(Stored data)
◇ ◇ ◇
//! Account creation and login.
//!
//! Sits in front of the signaling hub: a browser logs in here, then joins a
//! room with the display name it got back. The hub itself never sees
//! credentials.

use std::fmt;

use axum::{
    extract::{rejection::JsonRejection, State},
    http::StatusCode,
    Json,
};
use dashmap::DashMap;
use rand::RngCore;
use serde::{Deserialize, Serialize};
use sha2::{Digest, Sha256};

use crate::app_state::AppState;

const MIN_PASSWORD_LEN: usize = 6;

#[derive(Debug, Clone, PartialEq, Eq)]
pub enum CreateAccountError {
    DuplicateEmail,
    InvalidInput(&'static str),
}

impl fmt::Display for CreateAccountError {
    fn fmt(&self, f: &mut fmt::Formatter<'_>) -> fmt::Result {
        match self {
            CreateAccountError::DuplicateEmail => write!(f, "email is already registered"),
            CreateAccountError::InvalidInput(reason) => write!(f, "invalid input: {reason}"),
        }
    }
}

impl std::error::Error for CreateAccountError {}

#[derive(Debug, Clone, Copy, PartialEq, Eq)]
pub enum AuthError {
    InvalidCredentials,
}

impl fmt::Display for AuthError {
    fn fmt(&self, f: &mut fmt::Formatter<'_>) -> fmt::Result {
        match self {
            AuthError::InvalidCredentials => write!(f, "invalid email or password"),
        }
    }
}

impl std::error::Error for AuthError {}

/// Pluggable account backend.
pub trait AccountService: Send + Sync {
    fn create_account(
        &self,
        full_name: &str,
        email: &str,
        password: &str,
    ) -> Result<(), CreateAccountError>;

    /// Check credentials; returns the display name to join rooms with.
    fn authenticate(&self, email: &str, password: &str) -> Result<String, AuthError>;
}

#[derive(Debug, Clone)]
struct AccountEntry {
    full_name: String,
    salt: [u8; 16],
    hash: [u8; 32],
}

/// Process-local accounts, lost on restart.
#[derive(Debug, Default)]
pub struct InMemoryAccountStore {
    // normalized email -> entry
    accounts: DashMap<String, AccountEntry>,
}

impl InMemoryAccountStore {
    pub fn new() -> Self {
        Self::default()
    }

    pub fn len(&self) -> usize {
        self.accounts.len()
    }

    pub fn is_empty(&self) -> bool {
        self.accounts.is_empty()
    }
}

impl AccountService for InMemoryAccountStore {
    fn create_account(
        &self,
        full_name: &str,
        email: &str,
        password: &str,
    ) -> Result<(), CreateAccountError> {
        let full_name = full_name.trim();
        if full_name.is_empty() {
            return Err(CreateAccountError::InvalidInput("full name is required"));
        }
        let email = normalize_email(email);
        if email.is_empty() || !email.contains('@') {
            return Err(CreateAccountError::InvalidInput("email is not valid"));
        }
        if password.trim().is_empty() || password.chars().count() < MIN_PASSWORD_LEN {
            return Err(CreateAccountError::InvalidInput(
                "password must be at least 6 characters",
            ));
        }

        let mut salt = [0u8; 16];
        rand::thread_rng().fill_bytes(&mut salt);
        let entry = AccountEntry {
            full_name: full_name.to_string(),
            salt,
            hash: hash_password(password, &salt),
        };

        // Entry API keeps check-and-insert atomic per key.
        match self.accounts.entry(email) {
            dashmap::mapref::entry::Entry::Occupied(_) => Err(CreateAccountError::DuplicateEmail),
            dashmap::mapref::entry::Entry::Vacant(slot) => {
                tracing::info!(email = %slot.key(), "account created");
                slot.insert(entry);
                Ok(())
            }
        }
    }

    fn authenticate(&self, email: &str, password: &str) -> Result<String, AuthError> {
        let entry = self
            .accounts
            .get(&normalize_email(email))
            .ok_or(AuthError::InvalidCredentials)?;

        if hash_password(password, &entry.salt) == entry.hash {
            Ok(entry.full_name.clone())
        } else {
            Err(AuthError::InvalidCredentials)
        }
    }
}

fn normalize_email(email: &str) -> String {
    email.trim().to_lowercase()
}

fn hash_password(password: &str, salt: &[u8; 16]) -> [u8; 32] {
    let mut hasher = Sha256::new();
    hasher.update(salt);
    hasher.update(password.as_bytes());
    hasher.finalize().into()
}

#[derive(Debug, Serialize, Deserialize)]
#[serde(rename_all = "camelCase")]
pub struct CreateAccountRequest {
    pub full_name: String,
    pub email: String,
    pub password: String,
}

#[derive(Debug, Serialize, Deserialize)]
pub struct LoginRequest {
    pub email: String,
    pub password: String,
}

#[derive(Debug, Serialize, Deserialize)]
#[serde(rename_all = "camelCase")]
pub struct AccountResponse {
    pub display_name: String,
}

/// POST /api/accounts
pub async fn create_account(
    State(state): State<AppState>,
    payload: Result<Json<CreateAccountRequest>, JsonRejection>,
) -> Result<(StatusCode, Json<AccountResponse>), (StatusCode, String)> {
    let Json(req) = payload.map_err(bad_request)?;
    state
        .accounts
        .create_account(&req.full_name, &req.email, &req.password)
        .map_err(|err| match err {
            CreateAccountError::DuplicateEmail => (StatusCode::CONFLICT, err.to_string()),
            CreateAccountError::InvalidInput(_) => (StatusCode::BAD_REQUEST, err.to_string()),
        })?;

    Ok((
        StatusCode::CREATED,
        Json(AccountResponse {
            display_name: req.full_name.trim().to_string(),
        }),
    ))
}

/// POST /api/login
pub async fn login(
    State(state): State<AppState>,
    payload: Result<Json<LoginRequest>, JsonRejection>,
) -> Result<Json<AccountResponse>, (StatusCode, String)> {
    let Json(req) = payload.map_err(bad_request)?;
    match state.accounts.authenticate(&req.email, &req.password) {
        Ok(display_name) => Ok(Json(AccountResponse { display_name })),
        Err(err) => {
            tracing::debug!(email = %req.email, "login rejected");
            Err((StatusCode::UNAUTHORIZED, err.to_string()))
        }
    }
}

// Malformed or incomplete bodies are invalid input, not axum's 415/422.
fn bad_request(rejection: JsonRejection) -> (StatusCode, String) {
    (
        StatusCode::BAD_REQUEST,
        format!("invalid input: {}", rejection.body_text()),
    )
}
◇ ◇ ◇
◆ **What you are asked to do**: What is needed is each line of the entries that contains the word "enum".

◆ **Output below**:
pub enum CreateAccountError {
pub enum AuthError {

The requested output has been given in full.